The New Gold Standard for Aortic Valve Replacement in Elderly Patients

  • Who are too frail to undergo open heart surgery
  • Have multiple co-morbid conditions rendering open heart surgery extremely high rish
  • Have had a previous heart surgery
  • Have had a previous aortic valve replacement (biologic/ bioprosthetic) and the valve is failing
  • Whose heart function is significantly depressed to withstands open heart surgery

Five-Year Outcomes For High-Risk Sapien Patients Demonstrate Equivalence To Surgery, Durable Valve PerformanceTransforming Aortic Valve Replacement Therapy



Transcatheter aortic valve replacement (TAVR) with the Edwards SAPIEN 3 valve demonstrated 75% lower rates of 30-day all-cause mortality and disabling stroke compared to surgery in intermediate-risk patients.

TAVR (Transcatheter Aortic Valve Replacement) or TAVI (Transcatheter Aortic Valve Implantation) is a minimally invasive catheter based procedure for aortic valve replacement.

The most commonly utilized approach is via a small incision in the groin to access the artery in the leg (transfemoral). There exist other approaches – the best approach is decided by the people who make up the Heart Team that is dedicated to the management of such patients.

Whichever approach is finally used the technique remains the same. A catheter is inserted across the diseased aortic valve and it is opened – pushing the calcified leaflets to the side. A new valve is then guided over a wire and seated in place of the old valve using the calcified leaflets as a scaffold.

The procedure can be performed under sedation in centers with expertise in this particular technique. This is in contradistinction to surgical aortic valve replacement where the patient is put under anesthesia and the heart is stopped to remove the old valve and replace it.

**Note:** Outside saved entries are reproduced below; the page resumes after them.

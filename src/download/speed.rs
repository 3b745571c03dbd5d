// Copyright (c) 2024-2025 Jesse Morgan / Morgan Forge
// SPDX-License-Identifier: AGPL-3.0-or-later

//! Per-download throughput sampling.
//!
//! Every tick shifts the previous size into `last_size` and reads the live
//! size from the engine. Speed is the difference, in bytes per second at the
//! 1 Hz cadence, without smoothing.

use std::collections::HashMap;

use super::types::{DownloadHandle, DownloadId};
use crate::timer::IntervalTimer;

/// The two most recent size samples of one download.
#[derive(Debug, Clone, Copy, PartialEq, Eq, Default)]
pub struct SpeedState {
    pub last_size: u64,
    pub current_size: u64,
}

impl SpeedState {
    pub fn speed(&self) -> u64 {
        self.current_size.saturating_sub(self.last_size)
    }
}

/// Samples sizes of tracked downloads once per tick.
#[derive(Debug)]
pub struct SpeedSampler {
    timer: IntervalTimer,
    samples: HashMap<DownloadId, SpeedState>,
}

impl SpeedSampler {
    pub fn new() -> Self {
        Self {
            timer: IntervalTimer::poller("speed"),
            samples: HashMap::new(),
        }
    }

    pub fn timer(&self) -> &IntervalTimer {
        &self.timer
    }

    pub fn timer_mut(&mut self) -> &mut IntervalTimer {
        &mut self.timer
    }

    pub fn is_running(&self) -> bool {
        self.timer.is_running()
    }

    /// Take one sample of every tracked download.
    ///
    /// Samples of downloads no longer in `tracked` are dropped.
    pub fn sample(&mut self, tracked: &[DownloadHandle]) {
        self.samples
            .retain(|id, _| tracked.iter().any(|d| d.id() == *id));

        for download in tracked {
            let observed = download.current_size();
            self.samples
                .entry(download.id())
                .and_modify(|s| {
                    s.last_size = s.current_size;
                    s.current_size = observed;
                })
                .or_insert(SpeedState {
                    last_size: observed,
                    current_size: observed,
                });
        }
    }

    /// Bytes per second between the two latest samples, 0 before any sample.
    pub fn get_speed(&self, id: DownloadId) -> u64 {
        self.samples.get(&id).map(SpeedState::speed).unwrap_or(0)
    }

    pub fn state(&self, id: DownloadId) -> Option<SpeedState> {
        self.samples.get(&id).copied()
    }

    /// Drop the samples of a download that left the registry.
    pub fn forget(&mut self, id: DownloadId) {
        self.samples.remove(&id);
    }

    #[cfg(test)]
    pub fn sample_count(&self) -> usize {
        self.samples.len()
    }
}

impl Default for SpeedSampler {
    fn default() -> Self {
        Self::new()
    }
}
// Copyright (c) 2024-2025 Jesse Morgan / Morgan Forge
// SPDX-License-Identifier: AGPL-3.0-or-later

//! dlman - interactive download manager demo
//!
//! Drives the download core from a terminal prompt. Transfers are simulated;
//! everything else (registry, pollers, list mode, close guard) is the real
//! thing, ticking once per second on a single-threaded runtime.

use std::cell::Cell;
use std::path::PathBuf;
use std::rc::Rc;
use std::sync::atomic::{AtomicBool, Ordering};
use std::sync::{mpsc, Arc};
use std::time::Instant;

use anyhow::{Context, Result};
use clap::Parser;
use colored::Colorize;
use tokio::sync::mpsc::{unbounded_channel, UnboundedSender};
use tokio::time::MissedTickBehavior;

use dlman::cli::{is_command, normal_binding, Command, InteractiveInput, KeyAction};
use dlman::config::{get_config_dir, DownloadsConfig};
use dlman::download::sim::{SimulatedEngine, Throughput};
use dlman::terminal::TerminalWindow;
use dlman::{CloseRequest, DownloadContext, DownloadError, ListKey, WindowContext, WindowId, POLL_INTERVAL};

const VERSION: &str = env!("CARGO_PKG_VERSION");

/// Size of every simulated transfer.
const SIM_TOTAL_SIZE: u64 = 16 * 1024 * 1024;

/// dlman - keyboard-driven download manager.
#[derive(Parser)]
#[command(name = "dlman")]
#[command(version = VERSION)]
#[command(about = "Keyboard-driven download manager with simulated transfers.")]
#[command(long_about = "dlman - keyboard-driven download manager\n\n\
    Start a download:    :download <uri>   (or press D)\n\
    Show the list:       :downloads\n\
    Close the window:    :quit             (ZQ, ZZ saves first)\n\n\
    Type :help at the prompt for every command.")]
struct Cli {
    /// URIs to start downloading right away
    uris: Vec<String>,

    /// Config file to use instead of ~/.dlman/config.json
    #[arg(long, value_name = "PATH")]
    config: Option<PathBuf>,

    /// Directory to save downloads in
    #[arg(long, value_name = "DIR")]
    download_dir: Option<PathBuf>,

    /// Save without asking for a location
    #[arg(long)]
    auto_save: bool,

    /// Verbose mode: debug logging on stderr
    #[arg(short = 'v', long)]
    verbose: bool,
}

/// One request for a line of input.
struct PromptRequest {
    prompt: String,
    initial: &'static str,
    download_count: usize,
}

/// What the input thread sends back.
enum InputEvent {
    Line(String),
    Eof,
    Failed(String),
}

fn init_logging(verbose: bool) {
    let level = if verbose {
        tracing::Level::DEBUG
    } else {
        tracing::Level::WARN
    };
    tracing_subscriber::fmt()
        .with_max_level(level)
        .with_writer(std::io::stderr)
        .with_target(false)
        .init();
}

fn load_config(cli: &Cli) -> Result<DownloadsConfig> {
    let mut config = match &cli.config {
        Some(path) => DownloadsConfig::load_from(path)?,
        None => DownloadsConfig::load()?,
    };
    if let Some(dir) = &cli.download_dir {
        config.download_dir = dir.clone();
    }
    if cli.auto_save {
        config.auto_save = true;
    }
    Ok(config)
}

/// Read lines on a plain thread; the editor blocks, the event loop must not.
fn spawn_reader(requests: mpsc::Receiver<PromptRequest>, events: UnboundedSender<InputEvent>) -> Result<()> {
    std::thread::Builder::new()
        .name("dlman-input".to_string())
        .spawn(move || {
            let mut input = match InteractiveInput::new() {
                Ok(input) => input,
                Err(e) => {
                    let _ = events.send(InputEvent::Failed(format!("{:#}", e)));
                    return;
                }
            };
            while let Ok(request) = requests.recv() {
                input.set_download_count(request.download_count);
                let event = match input.read_line_with_initial(&request.prompt, request.initial) {
                    Ok(Some(line)) => InputEvent::Line(line),
                    Ok(None) => InputEvent::Eof,
                    Err(e) => InputEvent::Failed(format!("{:#}", e)),
                };
                let last = !matches!(event, InputEvent::Line(_));
                if events.send(event).is_err() || last {
                    break;
                }
            }
        })
        .context("Failed to start input thread")?;
    Ok(())
}

/// Handle one line typed in window `win`. Returns text to pre-fill the next
/// prompt with, if a binding asked for it.
fn handle_line(ctx: &mut DownloadContext, win: WindowId, line: &str) -> Option<&'static str> {
    let line = line.trim();
    if line.is_empty() {
        return None;
    }

    if is_command(line) {
        match Command::parse(line) {
            Ok(command) => ctx.dispatch(win, command),
            Err(e) => ctx.report(win, &e),
        }
        return None;
    }

    if ctx.in_list_mode(win) {
        for c in line.chars().filter(|c| !c.is_whitespace()) {
            match ListKey::from_char(c) {
                Some(key) => ctx.dispatch_key(win, key),
                None => ctx.report(win, &DownloadError::UnknownCommand(c.to_string())),
            }
            if !ctx.in_list_mode(win) {
                break;
            }
        }
        return None;
    }

    match normal_binding(line) {
        Some(KeyAction::Prompt(initial)) => Some(initial),
        Some(KeyAction::Run(command)) => {
            ctx.dispatch(win, command);
            None
        }
        None => {
            ctx.report(win, &DownloadError::UnknownCommand(line.to_string()));
            None
        }
    }
}

fn prompt_for(ctx: &DownloadContext, win: WindowId, initial: &'static str) -> PromptRequest {
    let label = ctx.registry().indicator().label();
    let mode = if ctx.in_list_mode(win) { " list" } else { "" };
    let status = if label.is_empty() {
        String::new()
    } else {
        format!(" {}", label)
    };
    PromptRequest {
        prompt: format!("{}{}{}> ", format!("w{}", win.0).cyan(), mode, status),
        initial,
        download_count: ctx.registry().len(),
    }
}

#[tokio::main(flavor = "current_thread")]
async fn main() -> Result<()> {
    let cli = Cli::parse();
    init_logging(cli.verbose);

    let config = load_config(&cli)?;
    let session_dir = get_config_dir()?.join("sessions");
    tracing::debug!(?config, "configuration loaded");

    let engine = SimulatedEngine::with_throughput(
        Some(SIM_TOTAL_SIZE),
        Throughput::Random {
            min: 256 * 1024,
            max: 2 * 1024 * 1024,
        },
    );

    let make_window = {
        let counter = Rc::new(Cell::new(0u32));
        move || -> Box<dyn WindowContext> {
            counter.set(counter.get() + 1);
            let name = format!("w{}", counter.get());
            let path = session_dir.join(format!("{}.json", name));
            Box::new(TerminalWindow::new(name, path))
        }
    };
    let first_window = make_window.clone()();

    let mut ctx = DownloadContext::from_config(Box::new(engine.clone()), &config)
        .with_window_factory(Box::new(make_window));
    let mut focus = ctx.open_window(first_window);

    println!(
        "{} {} - type {} for commands",
        "dlman".bold().cyan(),
        VERSION,
        ":help".cyan()
    );
    for uri in &cli.uris {
        ctx.dispatch(focus, Command::Download(uri.clone()));
    }

    let interrupted = Arc::new(AtomicBool::new(false));
    let interrupted_clone = interrupted.clone();
    let _ = ctrlc::set_handler(move || {
        interrupted_clone.store(true, Ordering::Relaxed);
    });

    let (event_tx, mut event_rx) = unbounded_channel();
    let (prompt_tx, prompt_rx) = mpsc::channel();
    spawn_reader(prompt_rx, event_tx)?;
    let mut input_open = prompt_tx.send(prompt_for(&ctx, focus, "")).is_ok();

    let mut ticker = tokio::time::interval(POLL_INTERVAL);
    ticker.set_missed_tick_behavior(MissedTickBehavior::Skip);
    let mut last_tick = Instant::now();

    loop {
        tokio::select! {
            _ = ticker.tick() => {
                // Transfers move by wall-clock time, pollers by whole ticks
                let now = Instant::now();
                engine.step(now - last_tick);
                last_tick = now;
                ctx.advance(POLL_INTERVAL);

                if interrupted.swap(false, Ordering::Relaxed) {
                    ctx.dispatch(focus, Command::Close(CloseRequest::quit()));
                }
                if !input_open && ctx.registry().running_count() == 0 {
                    tracing::info!("input closed and no downloads running");
                    break;
                }
            }
            event = event_rx.recv(), if input_open => {
                let windows_before = ctx.windows().len();
                let initial = match event {
                    Some(InputEvent::Line(line)) => handle_line(&mut ctx, focus, &line),
                    Some(InputEvent::Failed(e)) => {
                        tracing::warn!("input failed: {}", e);
                        input_open = false;
                        None
                    }
                    Some(InputEvent::Eof) | None => {
                        input_open = false;
                        None
                    }
                };

                if !input_open {
                    let running = ctx.registry().running_count();
                    if running > 0 {
                        println!("input closed, waiting for {} running download(s)", running);
                    }
                    continue;
                }
                if ctx.windows().is_empty() {
                    break;
                }
                let ids = ctx.windows().ids();
                if ids.len() > windows_before {
                    focus = ids.last().copied().unwrap_or(focus);
                } else if !ctx.windows().contains(focus) {
                    focus = ids.first().copied().unwrap_or(focus);
                }
                input_open = prompt_tx.send(prompt_for(&ctx, focus, initial.unwrap_or(""))).is_ok();
            }
        }

        if ctx.windows().is_empty() {
            break;
        }
    }

    Ok(())
}
// Copyright (c) 2024-2025 Jesse Morgan
// Licensed under the MIT License. See LICENSE file for details.

//! Tab completion and typeahead for dlman `:` commands.
//!
//! ## Example UX
//!
//! ```text
//! > :d
//!   :download <uri>     - Start a download
//!   :downloads          - Show the downloads list
//!   :ddelete <index>    - Stop tracking a download
//!   ...
//!
//! > :dopen <Tab>
//!   1
//!   2
//! ```

use std::borrow::Cow;
use rustyline::completion::{Completer, Pair};
use rustyline::highlight::Highlighter;
use rustyline::hint::{Hint, Hinter};
use rustyline::validate::Validator;
use rustyline::{Context, Helper, Result};

/// Information about a `:` command.
#[derive(Debug, Clone)]
pub struct CommandInfo {
    /// Primary command name (e.g., ":quit")
    pub name: &'static str,
    /// Alternative aliases (e.g., [":q"])
    pub aliases: &'static [&'static str],
    /// Short description shown in completion
    pub description: &'static str,
    /// Arguments this command accepts (for display)
    pub args: Option<&'static str>,
    pub arg_values: ArgValues,
}

/// Possible argument values for a command.
#[derive(Debug, Clone)]
pub enum ArgValues {
    None,
    /// Free text, nothing to complete
    Free,
    /// Positions of the tracked downloads
    DownloadIndex,
}

impl CommandInfo {
    pub const fn new(name: &'static str, description: &'static str) -> Self {
        Self {
            name,
            aliases: &[],
            description,
            args: None,
            arg_values: ArgValues::None,
        }
    }

    pub const fn with_aliases(
        name: &'static str,
        aliases: &'static [&'static str],
        description: &'static str,
    ) -> Self {
        Self {
            name,
            aliases,
            description,
            args: None,
            arg_values: ArgValues::None,
        }
    }

    pub const fn with_free_arg(mut self, args: &'static str) -> Self {
        self.args = Some(args);
        self.arg_values = ArgValues::Free;
        self
    }

    pub const fn with_index_arg(mut self) -> Self {
        self.args = Some("<index>");
        self.arg_values = ArgValues::DownloadIndex;
        self
    }

    /// Check if this command matches a given input prefix.
    pub fn matches(&self, input: &str) -> bool {
        let input_lower = input.to_lowercase();
        self.name.starts_with(&input_lower)
            || self.aliases.iter().any(|a| a.starts_with(&input_lower))
    }

    /// Check if this command exactly matches a given input.
    pub fn exact_match(&self, input: &str) -> bool {
        let input_lower = input.to_lowercase();
        self.name == input_lower || self.aliases.iter().any(|a| *a == input_lower)
    }

    /// Get display string for completion menu.
    pub fn display_string(&self) -> String {
        if let Some(args) = self.args {
            format!("{} {} - {}", self.name, args, self.description)
        } else {
            format!("{} - {}", self.name, self.description)
        }
    }
}

/// All `:` commands.
pub static COMMANDS: &[CommandInfo] = &[
    CommandInfo::new(":download", "Start a download").with_free_arg("<uri>"),
    CommandInfo::new(":downloads", "Show the downloads list"),
    CommandInfo::new(":ddelete", "Stop tracking a download").with_index_arg(),
    CommandInfo::new(":dcancel", "Cancel a running download").with_index_arg(),
    CommandInfo::new(":drestart", "Download the same URI again").with_index_arg(),
    CommandInfo::new(":dclear", "Forget finished and failed downloads"),
    CommandInfo::new(":dopen", "Open a download when it finishes").with_index_arg(),
    CommandInfo::with_aliases(":quit", &[":q"], "Close this window"),
    CommandInfo::with_aliases(":quit!", &[":q!"], "Close even with running downloads"),
    CommandInfo::with_aliases(":writequit", &[":wq"], "Save the session and close"),
    CommandInfo::with_aliases(":writequit!", &[":wq!"], "Save and close even with running downloads"),
    CommandInfo::new(":winopen", "Open another window"),
    CommandInfo::with_aliases(":help", &[":h", ":?"], "Show all commands"),
];

/// Completer and hinter for the dlman prompt.
pub struct DlmanCompleter {
    /// Number of tracked downloads, for index completion
    download_count: usize,
}

impl DlmanCompleter {
    pub fn new() -> Self {
        Self { download_count: 0 }
    }

    pub fn set_download_count(&mut self, count: usize) {
        self.download_count = count;
    }

    fn get_completions(&self, line: &str, pos: usize) -> Vec<Pair> {
        let input = &line[..pos];
        if !input.starts_with(':') {
            return Vec::new();
        }

        let parts: Vec<&str> = input.split_whitespace().collect();
        if parts.len() <= 1 && !input.ends_with(' ') {
            self.complete_command(input)
        } else {
            let command = parts.first().copied().unwrap_or("");
            let arg_prefix = if input.ends_with(' ') {
                ""
            } else {
                parts.last().copied().unwrap_or("")
            };
            self.complete_arguments(command, arg_prefix, input)
        }
    }

    fn complete_command(&self, input: &str) -> Vec<Pair> {
        COMMANDS
            .iter()
            .filter(|cmd| cmd.matches(input))
            .map(|cmd| Pair {
                display: cmd.display_string(),
                replacement: format!("{} ", cmd.name),
            })
            .collect()
    }

    fn arg_values(&self, info: &CommandInfo) -> Vec<String> {
        match info.arg_values {
            ArgValues::None | ArgValues::Free => Vec::new(),
            ArgValues::DownloadIndex => (1..=self.download_count).map(|i| i.to_string()).collect(),
        }
    }

    fn complete_arguments(&self, command: &str, prefix: &str, full_input: &str) -> Vec<Pair> {
        let Some(info) = COMMANDS.iter().find(|c| c.exact_match(command)) else {
            return Vec::new();
        };

        let base = &full_input[..full_input.len() - prefix.len()];
        self.arg_values(info)
            .into_iter()
            .filter(|v| v.starts_with(prefix))
            .map(|v| Pair {
                display: v.clone(),
                replacement: format!("{}{}", base, v),
            })
            .collect()
    }

    fn get_hint(&self, line: &str) -> Option<CommandHint> {
        if !line.starts_with(':') {
            return None;
        }

        let parts: Vec<&str> = line.split_whitespace().collect();
        if parts.len() != 1 || line.ends_with(' ') {
            return None;
        }

        let matches: Vec<_> = COMMANDS.iter().filter(|cmd| cmd.name.starts_with(line)).collect();
        if matches.len() != 1 {
            return None;
        }
        let cmd = matches[0];
        let remaining = &cmd.name[line.len()..];
        let hint = match cmd.args {
            Some(args) => format!("{} {} - {}", remaining, args, cmd.description),
            None => format!("{} - {}", remaining, cmd.description),
        };
        Some(CommandHint(hint))
    }
}

impl Default for DlmanCompleter {
    fn default() -> Self {
        Self::new()
    }
}

/// A hint displayed after the cursor in dim text.
#[derive(Debug, Clone)]
pub struct CommandHint(String);

impl Hint for CommandHint {
    fn display(&self) -> &str {
        &self.0
    }

    fn completion(&self) -> Option<&str> {
        None
    }
}

impl Completer for DlmanCompleter {
    type Candidate = Pair;

    fn complete(&self, line: &str, pos: usize, _ctx: &Context<'_>) -> Result<(usize, Vec<Pair>)> {
        let start = if line.starts_with(':') { 0 } else { pos };
        Ok((start, self.get_completions(line, pos)))
    }
}

impl Hinter for DlmanCompleter {
    type Hint = CommandHint;

    fn hint(&self, line: &str, pos: usize, _ctx: &Context<'_>) -> Option<Self::Hint> {
        if pos < line.len() {
            return None;
        }
        self.get_hint(line)
    }
}

impl Highlighter for DlmanCompleter {
    fn highlight_hint<'h>(&self, hint: &'h str) -> Cow<'h, str> {
        Cow::Owned(format!("\x1b[90m{}\x1b[0m", hint))
    }

    fn highlight<'l>(&self, line: &'l str, _pos: usize) -> Cow<'l, str> {
        if !line.starts_with(':') {
            return Cow::Borrowed(line);
        }

        let (command, rest) = match line.split_once(' ') {
            Some((c, r)) => (c, Some(r)),
            None => (line, None),
        };

        if COMMANDS.iter().any(|c| c.exact_match(command)) {
            let colored_cmd = format!("\x1b[36m{}\x1b[0m", command);
            match rest {
                Some(rest) => Cow::Owned(format!("{} {}", colored_cmd, rest)),
                None => Cow::Owned(colored_cmd),
            }
        } else if COMMANDS.iter().any(|c| c.matches(command)) {
            Cow::Owned(format!("\x1b[33m{}\x1b[0m", line))
        } else {
            Cow::Owned(format!("\x1b[31m{}\x1b[0m", line))
        }
    }

    fn highlight_char(&self, _line: &str, _pos: usize, _forced: bool) -> bool {
        true
    }
}

impl Validator for DlmanCompleter {}

impl Helper for DlmanCompleter {}

/// Help text listing every command and the key bindings.
pub fn help_text() -> String {
    let mut out = String::from("Commands:\n");
    for cmd in COMMANDS {
        let aliases = if cmd.aliases.is_empty() {
            String::new()
        } else {
            format!(" ({})", cmd.aliases.join(", "))
        };
        let args = cmd.args.map_or(String::new(), |a| format!(" {}", a));
        out.push_str(&format!("  {}{}{} - {}\n", cmd.name, args, aliases, cmd.description));
    }
    out.push_str("Keys:\n");
    out.push_str("  D  prompt for a download\n");
    out.push_str("  ZZ save and close   ZQ close\n");
    out.push_str("  in the list: d delete  c cancel  o open  r restart  j/k move  q exit");
    out
}

/// Split a `:` command into name and arguments.
/// Returns `None` if the input is not a known command.
pub fn parse_command(input: &str) -> Option<(&str, Vec<&str>)> {
    let input = input.trim();
    if !input.starts_with(':') {
        return None;
    }

    let mut parts = input.split_whitespace();
    let command = parts.next()?;
    let args = parts.collect();

    if COMMANDS.iter().any(|c| c.exact_match(command)) {
        Some((command, args))
    } else {
        None
    }
}

/// Check if input looks like a `:` command (even if invalid).
pub fn is_command(input: &str) -> bool {
    input.trim().starts_with(':')
}

/// Get the canonical command name for an alias.
pub fn get_canonical_command(input: &str) -> Option<&'static str> {
    COMMANDS.iter().find(|c| c.exact_match(input)).map(|c| c.name)
}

  • Therapy for cardiac disease is changing.
  • In order to secure best possible outcomes for patients the concept of a Heart Team has been adopted.
  • The Heart Team comprises cardiothoracic surgeons, cardiologists, cardiac anesthesiologists, radiologists, TAVR coordinators, dedicated cardiac care nurses, OR and cardiac cath lab staff who are well versed in the nuances of treatment of structural heart disease.
  • The entire team sits down and evaluates cases referred for TAVR on an individual basis. If you are intermediate or high risk for surgical aortic valve replacement you might be a candidate for TAVR based on the recommendations of the Heart Team.
  • Patients considered for TAVR are subjected to further testing to decide the mode of intervention in each individual patient.
  • These tests may include an ECG, Chest X-ray, Transthoraic echocardiogram (TTE), blood tests, Pulmonary Function Tests (PFT) and a Computerised Tomogram (CT). In addition a Coronary Angiogram (CAG) will be performed if initial testing is satisfactory.
  • Upon review of the investigative data a decision will be made on feasibility of TAVR and the best approach for the same.
  • In the majority of cases TAVR is performed using the Trans-Femoral (TF) approach via the vessels in the groin.
  • If the groin vessels are too small or badly diseased – the procedure may be performed via a small incision in the chest (Trans Apical) or in the upper part of the sternum (Trans Aortic). In the latter two approaches the patient would need a short period of general anesthesia.
  • As Per standard protocol discharge would be in 3-4 days following the procedure.